Directions for this task - For this listing, report how many lines contain the string "UNITS", using only a number.

Data for review -

[Start of section]

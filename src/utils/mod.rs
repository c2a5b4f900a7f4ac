//! Common utilities and helpers

use std::time::Duration;

pub mod logging;
pub mod workspace;

/// Formatting helpers for console output
pub struct Utils;

impl Utils {
    /// Format duration for display
    pub fn format_duration(duration: Duration) -> String {
        let total_seconds = duration.as_secs();
        let hours = total_seconds / 3600;
        let minutes = (total_seconds % 3600) / 60;
        let seconds = total_seconds % 60;
        let milliseconds = duration.subsec_millis();

        if hours > 0 {
            format!("{:02}:{:02}:{:02}.{:03}", hours, minutes, seconds, milliseconds)
        } else {
            format!("{:02}:{:02}.{:03}", minutes, seconds, milliseconds)
        }
    }

    /// Format file size for display
    pub fn format_file_size(size: u64) -> String {
        const UNITS: &[&str] = &["B", "KB", "MB", "GB", "TB"];
        let mut size = size as f64;
        let mut unit_index = 0;

        while size >= 1024.0 && unit_index < UNITS.len() - 1 {
            size /= 1024.0;
            unit_index += 1;
        }

        if unit_index == 0 {
            format!("{} {}", size as u64, UNITS[unit_index])
        } else {
            format!("{:.2} {}", size, UNITS[unit_index])
        }
    }

    /// Shots done out of total, as a percentage
    pub fn calculate_progress(done: usize, total: usize) -> f32 {
        if total == 0 {
            0.0
        } else {
            (done as f32 / total as f32) * 100.0
        }
    }

    /// Last `max_lines` non-empty lines of process diagnostics
    pub fn tail_lines(text: &str, max_lines: usize) -> String {
        let lines: Vec<&str> = text.lines().filter(|l| !l.trim().is_empty()).collect();
        let skip = lines.len().saturating_sub(max_lines);
        lines[skip..].join("\n")
    }
}

#[cfg(test)]
mod tests {
    use super::*;

    #[test]
    fn test_format_helpers() {
        assert_eq!(Utils::format_duration(Duration::from_millis(61_250)), "01:01.250");
        assert_eq!(Utils::format_duration(Duration::from_secs(3723)), "01:02:03.000");
        assert_eq!(Utils::format_file_size(512), "512 B");
        assert_eq!(Utils::format_file_size(1536), "1.50 KB");
        assert_eq!(Utils::calculate_progress(1, 4), 25.0);
        assert_eq!(Utils::calculate_progress(0, 0), 0.0);
    }

    #[test]
    fn test_tail_lines() {
        let text = "a\n\nb\nc\n  \nd\n";
        assert_eq!(Utils::tail_lines(text, 2), "c\nd");
        assert_eq!(Utils::tail_lines(text, 10), "a\nb\nc\nd");
    }
}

[End of section]

Output below - 4